Problem requirements: Exactly copy the final stretch of the listing below: the line with "및 변환 모듈 모음." and every line after it.

Listed records:
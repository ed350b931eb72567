//! 단위 정의 및 변환 모듈 모음.
//!
//! 습공기 계산은 단위 태그 없이 `f64`로 수행하므로, 경계에서 이 모듈로 명시적으로 환산한다.

pub mod pressure;
pub mod specific_enthalpy;
pub mod specific_heat;
pub mod temperature;

pub use pressure::{convert_pressure, pascal_to_psi, psi_to_pascal, PressureUnit};
pub use specific_enthalpy::{convert_specific_enthalpy, SpecificEnthalpyUnit};
pub use specific_heat::{
    convert_specific_heat, kj_per_kg_k_to_btu_per_lbm_f, SpecificHeatUnit,
};
pub use temperature::{
    celsius_to_fahrenheit, convert_temperature, convert_temperature_diff, fahrenheit_to_celsius,
    fahrenheit_to_kelvin, fahrenheit_to_rankine, from_fahrenheit, to_fahrenheit,
    TemperatureDiffUnit, TemperatureUnit,
};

Answer for the task:
//! 단위 정의 및 변환 모듈 모음.
//!
//! 습공기 계산은 단위 태그 없이 `f64`로 수행하므로, 경계에서 이 모듈로 명시적으로 환산한다.

pub mod pressure;
pub mod specific_enthalpy;
pub mod specific_heat;
pub mod temperature;

pub use pressure::{convert_pressure, pascal_to_psi, psi_to_pascal, PressureUnit};
pub use specific_enthalpy::{convert_specific_enthalpy, SpecificEnthalpyUnit};
pub use specific_heat::{
    convert_specific_heat, kj_per_kg_k_to_btu_per_lbm_f, SpecificHeatUnit,
};
pub use temperature::{
    celsius_to_fahrenheit, convert_temperature, convert_temperature_diff, fahrenheit_to_celsius,
    fahrenheit_to_kelvin, fahrenheit_to_rankine, from_fahrenheit, to_fahrenheit,
    TemperatureDiffUnit, TemperatureUnit,
};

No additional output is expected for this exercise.